Among the entries below, find the line with "by integer handles.", then quote it and each following line up to and including the line with "as the end-of-list", and nothing else.

─── Data extract

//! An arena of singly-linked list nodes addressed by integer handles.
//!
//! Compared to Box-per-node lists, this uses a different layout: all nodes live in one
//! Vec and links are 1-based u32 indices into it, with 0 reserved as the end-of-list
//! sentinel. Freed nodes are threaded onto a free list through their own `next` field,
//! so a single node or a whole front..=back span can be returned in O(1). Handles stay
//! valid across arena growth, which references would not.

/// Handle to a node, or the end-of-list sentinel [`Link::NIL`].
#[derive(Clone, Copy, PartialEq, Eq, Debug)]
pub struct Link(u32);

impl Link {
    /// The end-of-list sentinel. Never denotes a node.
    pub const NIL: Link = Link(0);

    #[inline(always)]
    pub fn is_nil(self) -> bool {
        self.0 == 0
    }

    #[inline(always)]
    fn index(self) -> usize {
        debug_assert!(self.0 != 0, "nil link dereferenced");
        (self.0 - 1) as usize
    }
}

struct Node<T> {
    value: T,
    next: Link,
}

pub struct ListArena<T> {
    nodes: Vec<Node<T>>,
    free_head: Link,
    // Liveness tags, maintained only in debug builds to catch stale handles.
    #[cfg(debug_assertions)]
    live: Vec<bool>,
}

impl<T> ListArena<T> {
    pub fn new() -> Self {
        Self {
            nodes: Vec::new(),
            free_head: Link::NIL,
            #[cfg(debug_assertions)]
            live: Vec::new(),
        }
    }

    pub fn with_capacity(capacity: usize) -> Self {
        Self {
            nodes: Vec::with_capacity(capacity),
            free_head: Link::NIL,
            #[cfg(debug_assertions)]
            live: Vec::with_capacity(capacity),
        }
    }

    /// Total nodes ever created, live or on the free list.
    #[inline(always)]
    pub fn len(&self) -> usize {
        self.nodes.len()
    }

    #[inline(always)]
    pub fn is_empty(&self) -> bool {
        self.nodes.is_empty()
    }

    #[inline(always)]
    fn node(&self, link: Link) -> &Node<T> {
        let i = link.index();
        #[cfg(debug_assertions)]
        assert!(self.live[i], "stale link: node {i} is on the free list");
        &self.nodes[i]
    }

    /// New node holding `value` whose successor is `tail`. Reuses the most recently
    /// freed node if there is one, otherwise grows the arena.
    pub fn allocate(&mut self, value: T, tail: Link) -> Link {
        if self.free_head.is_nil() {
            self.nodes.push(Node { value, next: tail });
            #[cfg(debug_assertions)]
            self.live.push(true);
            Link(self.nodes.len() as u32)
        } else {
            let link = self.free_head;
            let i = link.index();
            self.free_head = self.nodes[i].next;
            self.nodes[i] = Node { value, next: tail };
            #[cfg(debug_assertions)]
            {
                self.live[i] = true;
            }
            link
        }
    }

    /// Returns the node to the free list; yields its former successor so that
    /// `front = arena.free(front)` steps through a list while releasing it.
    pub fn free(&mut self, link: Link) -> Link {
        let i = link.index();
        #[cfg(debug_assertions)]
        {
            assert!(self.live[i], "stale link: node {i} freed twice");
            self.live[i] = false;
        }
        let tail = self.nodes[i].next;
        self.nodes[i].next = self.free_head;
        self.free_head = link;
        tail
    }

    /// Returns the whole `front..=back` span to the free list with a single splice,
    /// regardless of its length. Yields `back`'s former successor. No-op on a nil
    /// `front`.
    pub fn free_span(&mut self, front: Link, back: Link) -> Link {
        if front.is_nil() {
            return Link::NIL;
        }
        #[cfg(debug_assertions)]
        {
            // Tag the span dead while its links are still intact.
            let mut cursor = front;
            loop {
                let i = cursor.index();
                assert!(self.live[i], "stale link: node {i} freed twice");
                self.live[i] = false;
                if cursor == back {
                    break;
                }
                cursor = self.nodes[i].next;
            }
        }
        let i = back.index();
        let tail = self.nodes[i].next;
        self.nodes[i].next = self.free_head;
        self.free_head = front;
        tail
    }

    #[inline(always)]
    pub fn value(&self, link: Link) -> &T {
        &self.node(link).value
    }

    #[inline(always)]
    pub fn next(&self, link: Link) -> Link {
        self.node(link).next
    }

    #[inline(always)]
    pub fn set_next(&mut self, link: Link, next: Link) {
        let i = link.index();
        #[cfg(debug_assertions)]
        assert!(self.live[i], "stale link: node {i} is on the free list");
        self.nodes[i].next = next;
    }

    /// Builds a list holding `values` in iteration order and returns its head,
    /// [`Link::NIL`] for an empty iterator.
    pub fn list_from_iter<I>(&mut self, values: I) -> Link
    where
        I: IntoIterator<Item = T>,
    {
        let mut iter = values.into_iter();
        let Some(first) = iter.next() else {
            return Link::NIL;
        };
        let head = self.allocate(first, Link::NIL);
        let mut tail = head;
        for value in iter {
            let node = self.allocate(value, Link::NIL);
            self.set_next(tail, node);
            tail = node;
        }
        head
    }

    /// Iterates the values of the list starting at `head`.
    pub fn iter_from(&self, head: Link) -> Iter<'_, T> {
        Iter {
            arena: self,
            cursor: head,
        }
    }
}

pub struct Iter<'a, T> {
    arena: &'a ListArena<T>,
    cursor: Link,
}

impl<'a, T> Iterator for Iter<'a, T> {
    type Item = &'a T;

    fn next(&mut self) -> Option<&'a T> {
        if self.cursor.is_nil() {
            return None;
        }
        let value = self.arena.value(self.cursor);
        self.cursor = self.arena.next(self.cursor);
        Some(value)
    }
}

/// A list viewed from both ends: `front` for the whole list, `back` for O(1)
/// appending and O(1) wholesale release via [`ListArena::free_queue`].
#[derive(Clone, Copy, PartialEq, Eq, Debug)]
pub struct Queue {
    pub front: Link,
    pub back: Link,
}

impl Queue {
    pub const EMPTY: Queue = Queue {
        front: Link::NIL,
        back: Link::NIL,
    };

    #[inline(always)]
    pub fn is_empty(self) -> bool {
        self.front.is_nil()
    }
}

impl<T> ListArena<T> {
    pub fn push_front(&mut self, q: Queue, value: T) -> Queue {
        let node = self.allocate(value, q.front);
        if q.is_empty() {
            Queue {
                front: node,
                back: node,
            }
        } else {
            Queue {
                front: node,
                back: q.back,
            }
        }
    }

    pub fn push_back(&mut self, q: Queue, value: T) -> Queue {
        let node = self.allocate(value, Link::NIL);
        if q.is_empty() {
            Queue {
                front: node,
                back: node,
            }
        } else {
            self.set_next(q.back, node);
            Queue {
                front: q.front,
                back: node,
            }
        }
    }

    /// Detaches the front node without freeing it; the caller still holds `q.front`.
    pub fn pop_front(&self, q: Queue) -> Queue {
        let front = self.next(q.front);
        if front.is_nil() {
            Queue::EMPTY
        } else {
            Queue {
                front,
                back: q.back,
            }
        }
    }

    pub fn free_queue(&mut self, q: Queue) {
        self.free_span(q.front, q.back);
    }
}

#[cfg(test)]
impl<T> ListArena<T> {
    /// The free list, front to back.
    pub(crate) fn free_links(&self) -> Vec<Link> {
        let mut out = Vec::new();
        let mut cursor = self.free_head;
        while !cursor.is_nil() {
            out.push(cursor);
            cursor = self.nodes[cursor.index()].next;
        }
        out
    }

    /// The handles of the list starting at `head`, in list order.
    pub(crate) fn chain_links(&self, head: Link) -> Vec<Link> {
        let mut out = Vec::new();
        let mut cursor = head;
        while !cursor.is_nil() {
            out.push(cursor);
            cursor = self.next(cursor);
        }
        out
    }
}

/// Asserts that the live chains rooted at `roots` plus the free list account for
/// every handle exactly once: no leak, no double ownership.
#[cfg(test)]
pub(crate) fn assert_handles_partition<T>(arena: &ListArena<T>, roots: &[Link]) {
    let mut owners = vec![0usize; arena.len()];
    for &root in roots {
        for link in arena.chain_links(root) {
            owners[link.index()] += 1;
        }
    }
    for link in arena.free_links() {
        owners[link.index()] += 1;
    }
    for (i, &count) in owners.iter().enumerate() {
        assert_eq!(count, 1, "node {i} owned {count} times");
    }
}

──────
─── Data extract

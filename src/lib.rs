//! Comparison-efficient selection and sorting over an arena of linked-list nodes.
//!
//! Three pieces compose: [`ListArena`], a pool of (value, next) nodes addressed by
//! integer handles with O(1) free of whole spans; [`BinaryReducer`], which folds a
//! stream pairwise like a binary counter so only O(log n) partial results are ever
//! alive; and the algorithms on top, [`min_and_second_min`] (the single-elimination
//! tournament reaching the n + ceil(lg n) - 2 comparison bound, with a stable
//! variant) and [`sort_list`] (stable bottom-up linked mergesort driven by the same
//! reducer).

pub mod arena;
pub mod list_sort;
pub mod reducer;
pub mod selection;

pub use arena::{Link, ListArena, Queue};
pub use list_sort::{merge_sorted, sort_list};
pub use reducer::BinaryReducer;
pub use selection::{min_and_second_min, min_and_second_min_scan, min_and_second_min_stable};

──────

→ **Written reply**
//! An arena of singly-linked list nodes addressed by integer handles.
//!
//! Compared to Box-per-node lists, this uses a different layout: all nodes live in one
//! Vec and links are 1-based u32 indices into it, with 0 reserved as the end-of-list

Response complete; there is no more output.